WHAT IS NEEDED: Return the listing below character for character.

DATA RECORDS below:

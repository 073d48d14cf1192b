use std::{fmt, str::FromStr};

use crate::errors::IsingFormatError;

/// Supported problem file formats.
#[derive(Clone, Copy, Debug, Default, Eq, Hash, PartialEq)]
pub enum InputFormat {
    /// Header line plus `u v w` triples.
    #[default]
    Qubist,
    /// QMASM assembly source.
    Qmasm,
    /// `p qubo` files over 0/1 variables.
    Qubo,
    /// bqpjson documents.
    Bqpjson,
}

impl InputFormat {
    /// Every supported format.
    pub const ALL: [Self; 4] = [Self::Qubist, Self::Qmasm, Self::Qubo, Self::Bqpjson];

    /// Lower-case name used on the command line.
    #[must_use]
    pub const fn name(self) -> &'static str {
        match self {
            Self::Qubist => "qubist",
            Self::Qmasm => "qmasm",
            Self::Qubo => "qubo",
            Self::Bqpjson => "bqpjson",
        }
    }
}

impl fmt::Display for InputFormat {
    fn fmt(&self, f: &mut fmt::Formatter<'_>) -> fmt::Result {
        f.write_str(self.name())
    }
}

impl FromStr for InputFormat {
    type Err = IsingFormatError;

    /// Parses a format name, ignoring ASCII case.
    ///
    /// # Examples
    /// ```
    /// use frustration_providers_ising::InputFormat;
    ///
    /// assert_eq!("QMASM".parse::<InputFormat>()?, InputFormat::Qmasm);
    /// assert!("dimacs".parse::<InputFormat>().is_err());
    /// # Ok::<(), frustration_providers_ising::IsingFormatError>(())
    /// ```
    fn from_str(name: &str) -> Result<Self, Self::Err> {
        Self::ALL
            .into_iter()
            .find(|format| format.name().eq_ignore_ascii_case(name.trim()))
            .ok_or_else(|| IsingFormatError::UnknownFormat {
                name: name.to_owned(),
            })
    }
}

End of DATA RECORDS.

RESPONSE BELOW:
repository 073d48d14cf1192b
use std::{fmt, str::FromStr};

use crate::errors::IsingFormatError;

/// Supported problem file formats.
#[derive(Clone, Copy, Debug, Default, Eq, Hash, PartialEq)]
pub enum InputFormat {
    /// Header line plus `u v w` triples.
    #[default]
    Qubist,
    /// QMASM assembly source.
    Qmasm,
    /// `p qubo` files over 0/1 variables.
    Qubo,
    /// bqpjson documents.
    Bqpjson,
}

impl InputFormat {
    /// Every supported format.
    pub const ALL: [Self; 4] = [Self::Qubist, Self::Qmasm, Self::Qubo, Self::Bqpjson];

    /// Lower-case name used on the command line.
    #[must_use]
    pub const fn name(self) -> &'static str {
        match self {
            Self::Qubist => "qubist",
            Self::Qmasm => "qmasm",
            Self::Qubo => "qubo",
            Self::Bqpjson => "bqpjson",
        }
    }
}

impl fmt::Display for InputFormat {
    fn fmt(&self, f: &mut fmt::Formatter<'_>) -> fmt::Result {
        f.write_str(self.name())
    }
}

impl FromStr for InputFormat {
    type Err = IsingFormatError;

    /// Parses a format name, ignoring ASCII case.
    ///
    /// # Examples
    /// ```
    /// use frustration_providers_ising::InputFormat;
    ///
    /// assert_eq!("QMASM".parse::<InputFormat>()?, InputFormat::Qmasm);
    /// assert!("dimacs".parse::<InputFormat>().is_err());
    /// # Ok::<(), frustration_providers_ising::IsingFormatError>(())
    /// ```
    fn from_str(name: &str) -> Result<Self, Self::Err> {
        Self::ALL
            .into_iter()
            .find(|format| format.name().eq_ignore_ascii_case(name.trim()))
            .ok_or_else(|| IsingFormatError::UnknownFormat {
                name: name.to_owned(),
            })
    }
}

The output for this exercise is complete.